=== Task to complete ===
Set down all of the entries precisely as they were written.
** Opening Entries shown block **
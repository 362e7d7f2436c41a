//! Browser entry point for the San Carlos site scripts.
//!
//! Wires two independent units onto markup provided by the host pages: the
//! navbar controller (menu toggle, scroll styling, mobile dropdowns, language
//! switcher) and the weather widget updater.

mod config;
mod dom;
mod language;
mod navbar;
mod weather;

#[cfg(test)]
mod navbar_test;
#[cfg(test)]
mod weather_test;

use wasm_bindgen::JsValue;
use web_sys::console;

fn main() {
    // Disable truncation of panic payloads to debug any panics
    std::panic::set_hook(Box::new(|info| {
        if let Some(s) = info.payload().downcast_ref::<String>() {
            console::log_1(&format!("Panic: {}", s).into());
        } else if let Some(s) = info.payload().downcast_ref::<&str>() {
            console::log_1(&format!("Panic: {}", s).into());
        } else {
            console::log_1(&"Unknown panic".into());
        }
        if let Some(location) = info.location() {
            console::log_1(
                &format!(
                    "  at {}:{}:{}",
                    location.file(),
                    location.line(),
                    location.column()
                )
                .into(),
            );
        }
    }));

    console::log_1(&"Starting San Carlos site scripts".into());

    if let Err(err) = boot() {
        console::error_1(&err);
    }
}

/// Wire both units onto the current document. Every failure past this point
/// is logged and contained; nothing unwinds back into the host page.
fn boot() -> Result<(), JsValue> {
    let window = web_sys::window().ok_or_else(|| JsValue::from_str("no window available"))?;
    let document = window
        .document()
        .ok_or_else(|| JsValue::from_str("no document available"))?;

    navbar::install(&document)?;
    weather::start(&document)?;
    Ok(())
}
** Closing Entries shown block **
=== Result ===
repository 362e7d7f2436c41a
//! Browser entry point for the San Carlos site scripts.
//!
//! Wires two independent units onto markup provided by the host pages: the
//! navbar controller (menu toggle, scroll styling, mobile dropdowns, language
//! switcher) and the weather widget updater.

mod config;
mod dom;
mod language;
mod navbar;
mod weather;

#[cfg(test)]
mod navbar_test;
#[cfg(test)]
mod weather_test;

use wasm_bindgen::JsValue;
use web_sys::console;

fn main() {
    // Disable truncation of panic payloads to debug any panics
    std::panic::set_hook(Box::new(|info| {
        if let Some(s) = info.payload().downcast_ref::<String>() {
            console::log_1(&format!("Panic: {}", s).into());
        } else if let Some(s) = info.payload().downcast_ref::<&str>() {
            console::log_1(&format!("Panic: {}", s).into());
        } else {
            console::log_1(&"Unknown panic".into());
        }
        if let Some(location) = info.location() {
            console::log_1(
                &format!(
                    "  at {}:{}:{}",
                    location.file(),
                    location.line(),
                    location.column()
                )
                .into(),
            );
        }
    }));

    console::log_1(&"Starting San Carlos site scripts".into());

    if let Err(err) = boot() {
        console::error_1(&err);
    }
}

/// Wire both units onto the current document. Every failure past this point
/// is logged and contained; nothing unwinds back into the host page.
fn boot() -> Result<(), JsValue> {
    let window = web_sys::window().ok_or_else(|| JsValue::from_str("no window available"))?;
    let document = window
        .document()
        .ok_or_else(|| JsValue::from_str("no document available"))?;

    navbar::install(&document)?;
    weather::start(&document)?;
    Ok(())
}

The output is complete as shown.